PROBLEM DESCRIPTION: Range to output from the entries below: the line containing "LLM rules check" through the line containing "security, quality, compliance.". Set it down exactly, ends included, nothing else.

[Collected data]
┌──
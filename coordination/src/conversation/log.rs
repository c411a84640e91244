//! Conversation log — the sealed audit record of one review.
//!
//! The JSON form is the stable machine interface; `render_transcript` is a
//! derived, human-readable view of the same data in append order.

use std::fmt::Write as _;

use chrono::{DateTime, Utc};
use indexmap::IndexMap;
use serde::{Deserialize, Serialize};
use sha2::{Digest, Sha256};

use crate::consensus::ConsensusResult;
use crate::error::{ReviewError, ReviewResult};
use crate::types::{CodeAnalysis, ReviewMessage};

const CODE_HASH_LEN: usize = 16;
const BANNER_WIDTH: usize = 60;
const MESSAGE_RULE_WIDTH: usize = 40;

/// First 16 hex characters of the SHA-256 digest of `code`.
pub fn code_hash(code: &str) -> String {
    let digest = Sha256::digest(code.as_bytes());
    let mut hash = hex::encode(digest);
    hash.truncate(CODE_HASH_LEN);
    hash
}

/// Append-only record of one review, sealed exactly once.
#[derive(Debug, Clone, PartialEq, Serialize, Deserialize)]
pub struct ConversationLog {
    pub code_hash: String,
    pub filename: String,
    pub started_at: DateTime<Utc>,
    ended_at: Option<DateTime<Utc>>,
    messages: Vec<ReviewMessage>,
    analyses: IndexMap<String, CodeAnalysis>,
    consensus_result: Option<ConsensusResult>,
}

impl ConversationLog {
    /// Open a log for `code`, stamped with the current time.
    pub fn new(code: &str, filename: &str) -> Self {
        Self {
            code_hash: code_hash(code),
            filename: filename.to_string(),
            started_at: Utc::now(),
            ended_at: None,
            messages: Vec::new(),
            analyses: IndexMap::new(),
            consensus_result: None,
        }
    }

    pub fn ended_at(&self) -> Option<DateTime<Utc>> {
        self.ended_at
    }

    /// Transcript in emission order.
    pub fn messages(&self) -> &[ReviewMessage] {
        &self.messages
    }

    /// Phase-1 analyses keyed by reviewer, in registration order.
    pub fn analyses(&self) -> &IndexMap<String, CodeAnalysis> {
        &self.analyses
    }

    pub fn consensus_result(&self) -> Option<&ConsensusResult> {
        self.consensus_result.as_ref()
    }

    pub fn is_sealed(&self) -> bool {
        self.ended_at.is_some()
    }

    /// Append a transcript message.
    pub fn push_message(&mut self, message: ReviewMessage) -> ReviewResult<()> {
        self.ensure_open()?;
        self.messages.push(message);
        Ok(())
    }

    /// Record a reviewer's Phase-1 analysis.
    pub fn record_analysis(&mut self, agent_name: &str, analysis: CodeAnalysis) -> ReviewResult<()> {
        self.ensure_open()?;
        self.analyses.insert(agent_name.to_string(), analysis);
        Ok(())
    }

    /// Attach the final result and close the log.
    pub fn seal(&mut self, result: ConsensusResult) -> ReviewResult<()> {
        self.ensure_open()?;
        self.consensus_result = Some(result);
        self.ended_at = Some(Utc::now());
        Ok(())
    }

    fn ensure_open(&self) -> ReviewResult<()> {
        if self.is_sealed() {
            Err(ReviewError::LogSealed)
        } else {
            Ok(())
        }
    }

    /// Whether the review admitted the submission.
    pub fn is_accepted(&self) -> bool {
        self.consensus_result
            .as_ref()
            .is_some_and(ConsensusResult::is_accepted)
    }

    /// Messages emitted by `agent_name`, in order.
    pub fn messages_from<'a>(&'a self, agent_name: &'a str) -> impl Iterator<Item = &'a ReviewMessage> {
        self.messages.iter().filter(move |m| m.agent_name == agent_name)
    }

    pub fn to_json(&self) -> ReviewResult<String> {
        Ok(serde_json::to_string(self)?)
    }

    pub fn to_json_pretty(&self) -> ReviewResult<String> {
        Ok(serde_json::to_string_pretty(self)?)
    }

    pub fn from_json(json: &str) -> ReviewResult<Self> {
        Ok(serde_json::from_str(json)?)
    }

    /// Chat-style rendering of the transcript and the final summary.
    pub fn render_transcript(&self) -> String {
        let banner = "═".repeat(BANNER_WIDTH);
        let mut out = String::new();

        let _ = writeln!(out, "{}", banner);
        let _ = writeln!(out, "📋 CODE REVIEW SESSION");
        let _ = writeln!(out, "File: {}", self.filename);
        let _ = writeln!(out, "Started: {}", self.started_at.format("%Y-%m-%d %H:%M:%S"));
        let _ = writeln!(out, "{}", banner);
        let _ = writeln!(out);

        for msg in &self.messages {
            let marker = msg
                .verdict
                .map(|v| format!(" {}", v.marker()))
                .unwrap_or_default();
            let reply = msg
                .in_reply_to
                .as_ref()
                .map(|to| format!(" (replying to @{})", to))
                .unwrap_or_default();

            let _ = writeln!(
                out,
                "┌─ [{}] **{}**{}{}",
                msg.timestamp.format("%H:%M:%S"),
                msg.agent_name,
                marker,
                reply
            );
            let _ = writeln!(out, "│");
            for line in msg.content.split('\n') {
                let _ = writeln!(out, "│  {}", line);
            }
            let _ = writeln!(out, "│");
            let _ = writeln!(out, "└{}", "─".repeat(MESSAGE_RULE_WIDTH));
            let _ = writeln!(out);
        }

        if let Some(result) = &self.consensus_result {
            let _ = writeln!(out, "{}", banner);
            let _ = writeln!(out, "{}", result.summary);
            let _ = write!(out, "{}", banner);
        }

        out
    }
}
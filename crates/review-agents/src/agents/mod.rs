//! Concrete reviewers.
//!
//! | Reviewer                 | Analysis                  | Discussion stance                    |
//! |--------------------------|---------------------------|--------------------------------------|
//! | `SecurityAuditor`        | regex obfuscation scan    | holds REJECT while issues remain     |
//! | `CodeQualityReviewer`    | readability/structure     | defers to a security REJECT          |
//! | `RuleComplianceVerifier` | LLM rules check           | any violation means REJECT           |
//!
//! Each reviewer optionally carries a [`ChatClient`]. LLM failures degrade to
//! the rule-based path and never leave the reviewer.

pub mod compliance;
pub mod quality;
pub mod security;

use std::sync::Arc;

use review_coordination::{CodeAnalysis, ReviewMessage, ReviewerAgent};
use tracing::warn;

use crate::llm::{ChatClient, ChatMessage};

pub use compliance::RuleComplianceVerifier;
pub use quality::CodeQualityReviewer;
pub use security::SecurityAuditor;

/// Transcript messages shown to the LLM when drafting a reply.
const LLM_CONTEXT_MESSAGES: usize = 5;

/// The standard council in canonical order: security, quality, compliance.
pub fn default_roster(client: Option<Arc<dyn ChatClient>>) -> Vec<Box<dyn ReviewerAgent>> {
    vec![
        Box::new(SecurityAuditor::new(client.clone())),
        Box::new(CodeQualityReviewer::new(client.clone())),
        Box::new(RuleComplianceVerifier::new(client)),
    ]
}

/// A titled list in an opening statement.
struct Section<'a> {
    title: &'a str,
    items: &'a [String],
    /// Show at most this many items, summarizing the rest.
    limit: Option<usize>,
}

impl<'a> Section<'a> {
    fn new(title: &'a str, items: &'a [String]) -> Self {
        Self {
            title,
            items,
            limit: None,
        }
    }

    fn limited(mut self, limit: usize) -> Self {
        self.limit = Some(limit);
        self
    }
}

/// Markdown opening statement: heading, non-empty sections, verdict.
fn opening_statement(heading: &str, sections: &[Section<'_>], analysis: &CodeAnalysis) -> String {
    let mut parts = vec![format!("{}\n", heading)];

    for section in sections.iter().filter(|s| !s.items.is_empty()) {
        parts.push(section.title.to_string());
        let shown = section.limit.unwrap_or(section.items.len());
        parts.extend(section.items.iter().take(shown).map(|item| format!("- {}", item)));
        if section.items.len() > shown {
            parts.push(format!("- ... and {} more", section.items.len() - shown));
        }
        parts.push(String::new());
    }

    parts.push(format!(
        "**Verdict:** {} {}",
        analysis.verdict.marker(),
        analysis.verdict
    ));
    parts.push(format!("**Confidence:** {:.0}%", analysis.confidence * 100.0));
    parts.join("\n")
}

/// The last few transcript messages, formatted for an LLM prompt.
fn recent_conversation(transcript: &[ReviewMessage]) -> String {
    let start = transcript.len().saturating_sub(LLM_CONTEXT_MESSAGES);
    transcript[start..]
        .iter()
        .map(|m| {
            let verdict = m.verdict.map(|v| v.as_str()).unwrap_or("N/A");
            format!("**{}** ({}):\n{}", m.agent_name, verdict, m.content)
        })
        .collect::<Vec<_>>()
        .join("\n\n")
}

/// Python-list-style rendering of findings for prompts and warnings.
fn bracketed(items: &[String]) -> String {
    let quoted: Vec<String> = items.iter().map(|i| format!("'{}'", i)).collect();
    format!("[{}]", quoted.join(", "))
}

/// Ask the model for a discussion reply; `None` when the client fails.
async fn draft_reply(
    client: &dyn ChatClient,
    agent_name: &str,
    system_prompt: String,
    prompt: String,
) -> Option<String> {
    let messages = [ChatMessage::system(system_prompt), ChatMessage::user(prompt)];
    match client.chat(&messages).await {
        Ok(text) => Some(text),
        Err(e) => {
            warn!(agent = agent_name, error = %e, "LLM reply failed, using rule-based reply");
            None
        }
    }
}
//! Reviewer council configuration: consensus settings plus the optional LLM
//! endpoint, from environment variables and an optional TOML file.
//!
//! ```toml
//! [review]
//! consensus_method = "weighted"
//! max_rounds = 5
//!
//! [llm]
//! url = "http://localhost:8080/v1"
//! model = "qwen2.5-coder"
//! ```

use std::path::{Path, PathBuf};

use review_coordination::{ReviewConfig, ReviewError};
use serde::Deserialize;
use thiserror::Error;

/// Errors raised while loading configuration.
#[derive(Debug, Error)]
pub enum ConfigError {
    #[error("failed to read config file {path}: {source}")]
    Io {
        path: PathBuf,
        #[source]
        source: std::io::Error,
    },

    #[error("invalid config file: {0}")]
    Parse(#[from] toml::de::Error),

    #[error(transparent)]
    Invalid(#[from] ReviewError),
}

/// OpenAI-compatible chat endpoint used by the reviewers.
#[derive(Debug, Clone, PartialEq, Deserialize)]
#[serde(default)]
pub struct LlmEndpoint {
    pub url: String,
    pub api_key: Option<String>,
    pub model: String,
    pub timeout_secs: u64,
    pub temperature: f32,
    pub max_tokens: u32,
}

impl Default for LlmEndpoint {
    fn default() -> Self {
        Self {
            url: std::env::var("REVIEW_LLM_URL")
                .unwrap_or_else(|_| "http://localhost:8080/v1".into()),
            api_key: std::env::var("REVIEW_LLM_API_KEY").ok(),
            model: std::env::var("REVIEW_LLM_MODEL").unwrap_or_else(|_| "gpt-4o".into()),
            timeout_secs: 60,
            temperature: 0.3,
            max_tokens: 1024,
        }
    }
}

impl LlmEndpoint {
    /// Endpoint from the environment, present only when `REVIEW_LLM_URL` is set.
    pub fn from_env() -> Option<Self> {
        std::env::var("REVIEW_LLM_URL").ok()?;
        Some(Self::default())
    }
}

/// Top-level configuration for the reviewer council.
#[derive(Debug, Clone, Default, PartialEq, Deserialize)]
#[serde(default)]
pub struct AgentsConfig {
    /// Consensus policy and round limit.
    pub review: ReviewConfig,
    /// LLM endpoint; `None` runs every reviewer rule-based.
    pub llm: Option<LlmEndpoint>,
}

impl AgentsConfig {
    /// Defaults, with the LLM endpoint taken from the environment.
    pub fn from_env() -> Self {
        Self {
            review: ReviewConfig::default(),
            llm: LlmEndpoint::from_env(),
        }
    }

    /// Parse a TOML document. A missing `[llm]` table falls back to the
    /// environment.
    pub fn from_toml_str(contents: &str) -> Result<Self, ConfigError> {
        let mut config: Self = toml::from_str(contents)?;
        if config.llm.is_none() {
            config.llm = LlmEndpoint::from_env();
        }
        config.review.validate()?;
        Ok(config)
    }

    /// Load and validate a TOML config file.
    pub fn load(path: &Path) -> Result<Self, ConfigError> {
        let contents = std::fs::read_to_string(path).map_err(|source| ConfigError::Io {
            path: path.to_path_buf(),
            source,
        })?;
        Self::from_toml_str(&contents)
    }
}

#[cfg(test)]
mod tests {
    use super::*;
    use review_coordination::{ConsensusMethod, SECURITY_AUDITOR};

    #[test]
    fn test_parse_review_table() {
        let config = AgentsConfig::from_toml_str(
            r#"
[review]
consensus_method = "majority"
max_rounds = 5
parallel_analysis = true

[review.role_weights]
default_weight = 2.0
"#,
        )
        .unwrap();
        assert_eq!(config.review.consensus_method, ConsensusMethod::Majority);
        assert_eq!(config.review.max_rounds, 5);
        assert!(config.review.parallel_analysis);
        assert_eq!(config.review.role_weights.weight_for("anyone"), 2.0);
        // Unlisted entries keep their defaults.
        assert_eq!(config.review.role_weights.weight_for(SECURITY_AUDITOR), 1.5);
    }

    #[test]
    fn test_parse_llm_table() {
        let config = AgentsConfig::from_toml_str(
            r#"
[llm]
url = "http://vllm:8000/v1"
model = "qwen2.5-coder-32b"
timeout_secs = 10
"#,
        )
        .unwrap();
        let llm = config.llm.unwrap();
        assert_eq!(llm.url, "http://vllm:8000/v1");
        assert_eq!(llm.model, "qwen2.5-coder-32b");
        assert_eq!(llm.timeout_secs, 10);
        assert_eq!(llm.max_tokens, 1024);
    }

    #[test]
    fn test_unknown_method_rejected() {
        let err = AgentsConfig::from_toml_str("[review]\nconsensus_method = \"plurality\"\n")
            .unwrap_err();
        assert!(matches!(err, ConfigError::Parse(_)));
    }

    #[test]
    fn test_zero_rounds_rejected() {
        let err = AgentsConfig::from_toml_str("[review]\nmax_rounds = 0\n").unwrap_err();
        assert!(matches!(
            err,
            ConfigError::Invalid(ReviewError::InvalidMaxRounds(0))
        ));
    }

    #[test]
    fn test_invalid_role_weights_rejected() {
        let err = AgentsConfig::from_toml_str(
            "[review.role_weights]\ndefault_weight = -1.0\n",
        )
        .unwrap_err();
        assert!(matches!(
            err,
            ConfigError::Invalid(ReviewError::InvalidRoleWeight { ref agent, .. })
                if agent == "default_weight"
        ));

        let err = AgentsConfig::from_toml_str(
            "[review.role_weights.weights]\nSecurityAuditor = nan\n",
        )
        .unwrap_err();
        assert!(matches!(
            err,
            ConfigError::Invalid(ReviewError::InvalidRoleWeight { ref agent, .. })
                if agent == SECURITY_AUDITOR
        ));
    }

    #[test]
    fn test_load_file() {
        let dir = tempfile::tempdir().unwrap();
        let path = dir.path().join("review.toml");
        std::fs::write(&path, "[review]\nconsensus_method = \"unanimous\"\n").unwrap();

        let config = AgentsConfig::load(&path).unwrap();
        assert_eq!(config.review.consensus_method, ConsensusMethod::Unanimous);

        let missing = AgentsConfig::load(&dir.path().join("missing.toml")).unwrap_err();
        assert!(matches!(missing, ConfigError::Io { .. }));
    }
}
└──
ANSWER TO THIS PROBLEM:
//! | `RuleComplianceVerifier` | LLM rules check           | any violation means REJECT           |
//!
//! Each reviewer optionally carries a [`ChatClient`]. LLM failures degrade to
//! the rule-based path and never leave the reviewer.

pub mod compliance;
pub mod quality;
pub mod security;

use std::sync::Arc;

use review_coordination::{CodeAnalysis, ReviewMessage, ReviewerAgent};
use tracing::warn;

use crate::llm::{ChatClient, ChatMessage};

pub use compliance::RuleComplianceVerifier;
pub use quality::CodeQualityReviewer;
pub use security::SecurityAuditor;

/// Transcript messages shown to the LLM when drafting a reply.
const LLM_CONTEXT_MESSAGES: usize = 5;

/// The standard council in canonical order: security, quality, compliance.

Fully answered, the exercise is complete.